Tax credit scholarship supporters say the donations benefit students in need who otherwise could attend the school of their choice. They also argue the programs can results in savings for states, as the cost for the tax credits is lower than the cost to educate students in public schools.

Critics of the program say it’s just another version of state-subsidized private school, not unlike vouchers. They also point out it is unclear whether these programs allow states to save money — partially because data on where students go to school and how they transfer between public and private schools can be hard to track.

In Indiana, students do not need to have attended a public school before receiving a tax credit scholarship, and the scholarships can pay up to the full tuition amount at their desired school.

What’s the IRS rule change that is causing the concerns?

It comes in response to a part of the 2017 federal tax bill that limited how much state and local taxes someone could deduct from their federal taxes — up to $10,000. Hiner said federal officials proposed the change to allow the government to get more revenue. Giving fewer opportunities for deductions means the government collects more in tax dollars.

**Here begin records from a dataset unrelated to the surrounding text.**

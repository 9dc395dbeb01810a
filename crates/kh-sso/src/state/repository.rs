//! Login State Repositories
//!
//! `take_by_state` is the exclusivity point for callbacks: it removes and returns the
//! record in one step, so two callbacks racing on one token cannot both get it.

use async_trait::async_trait;
use chrono::{DateTime, Utc};
use dashmap::DashMap;
use mongodb::{bson::doc, Collection, Database};

use crate::shared::error::Result;
use crate::state::entity::AuthState;

pub const STATES_COLLECTION: &str = "sso_states";

#[async_trait]
pub trait StateRepository: Send + Sync {
    async fn insert(&self, state: &AuthState) -> Result<()>;

    async fn find_by_state(&self, token: &str) -> Result<Option<AuthState>>;

    async fn delete_by_id(&self, id: &str) -> Result<bool>;

    /// Atomically remove and return the record for `token`.
    async fn take_by_state(&self, token: &str) -> Result<Option<AuthState>>;

    /// Remove every record that expired before `now`; returns how many were removed.
    async fn delete_expired(&self, now: DateTime<Utc>) -> Result<u64>;
}

/// MongoDB repository backed by the `sso_states` collection
pub struct MongoStateRepository {
    collection: Collection<AuthState>,
}

impl MongoStateRepository {
    pub fn new(db: &Database) -> Self {
        Self {
            collection: db.collection(STATES_COLLECTION),
        }
    }
}

#[async_trait]
impl StateRepository for MongoStateRepository {
    async fn insert(&self, state: &AuthState) -> Result<()> {
        self.collection.insert_one(state).await?;
        Ok(())
    }

    async fn find_by_state(&self, token: &str) -> Result<Option<AuthState>> {
        Ok(self.collection.find_one(doc! { "state": token }).await?)
    }

    async fn delete_by_id(&self, id: &str) -> Result<bool> {
        let result = self.collection.delete_one(doc! { "_id": id }).await?;
        Ok(result.deleted_count > 0)
    }

    async fn take_by_state(&self, token: &str) -> Result<Option<AuthState>> {
        Ok(self
            .collection
            .find_one_and_delete(doc! { "state": token })
            .await?)
    }

    async fn delete_expired(&self, now: DateTime<Utc>) -> Result<u64> {
        let now = mongodb::bson::DateTime::from_chrono(now);
        let result = self
            .collection
            .delete_many(doc! { "expiresAt": { "$lte": now } })
            .await?;
        Ok(result.deleted_count)
    }
}

/// In-process repository keyed by state token
#[derive(Default)]
pub struct InMemoryStateRepository {
    states: DashMap<String, AuthState>,
}

impl InMemoryStateRepository {
    pub fn new() -> Self {
        Self::default()
    }

    pub fn len(&self) -> usize {
        self.states.len()
    }

    pub fn is_empty(&self) -> bool {
        self.states.is_empty()
    }
}

#[async_trait]
impl StateRepository for InMemoryStateRepository {
    async fn insert(&self, state: &AuthState) -> Result<()> {
        self.states.insert(state.state.clone(), state.clone());
        Ok(())
    }

    async fn find_by_state(&self, token: &str) -> Result<Option<AuthState>> {
        Ok(self.states.get(token).map(|s| s.value().clone()))
    }

    async fn delete_by_id(&self, id: &str) -> Result<bool> {
        let before = self.states.len();
        self.states.retain(|_, s| s.id != id);
        Ok(self.states.len() < before)
    }

    async fn take_by_state(&self, token: &str) -> Result<Option<AuthState>> {
        Ok(self.states.remove(token).map(|(_, state)| state))
    }

    async fn delete_expired(&self, now: DateTime<Utc>) -> Result<u64> {
        let before = self.states.len();
        self.states.retain(|_, s| !s.is_expired_at(now));
        Ok(before.saturating_sub(self.states.len()) as u64)
    }
}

In order to get around the $10,000 cap, some high-tax states, such as New York, California, and New Jersey, took advantage of tax credit programs. As a result, the IRS proposed new rules that prohibit the tax credit workaround, and that’s what has school choice supporters up in arms.

“The IRS had a good reason for taking action, but unfortunately in taking action against those bad actors, they swept in thousands of nonprofits across the country,” Hiner said.

How will the rule change affect Indiana?

Advocates hope is that Indiana won’t take as big a hit as other states with higher taxes.

In a press release, the treasury department said most taxpayers will not be affected by the change, with about 1 percent of taxpayers seeing “an effect on tax benefits for donations to school choice tax credit programs.”

It’s really not clear yet if that will come to pass, Hiner said, because taxes won’t be filed until next year. No one can really say now how donors might change their behavior.

The state-approved nonprofit “scholarship granting organizations” that manage private tuition scholarship funds are already fielding questions from donors. Indiana has seven such organizations, six of which are currently granting scholarships.

“The one thing we’re stressing with everyone is to always contact your accountant, financial advisor, or tax preparer to walk through what the impacts could be,” said Betsy Wiley, executive director of the Institute for Quality Education, one of the state’s scholarship granting organizations.

But in Indiana, according to an analysis from CNBC, taxpayers on average don’t claim deductions over $10,000. While the rule change could impact corporations or very large individual donors, most Hoosiers don’t fall in those categories. The vast majority of donors are individuals, and 43 percent of those donations are for less than $1,000, Wiley said.

Wiley hopes the federal government decides to pause implementing these new rules until after taxes for 2018 are filed. This would give donors and nonprofits more time to understand what the effect might be so they can adjust at the state level.

Federal officials are collecting feedback through November, when there will be another hearing on the rules.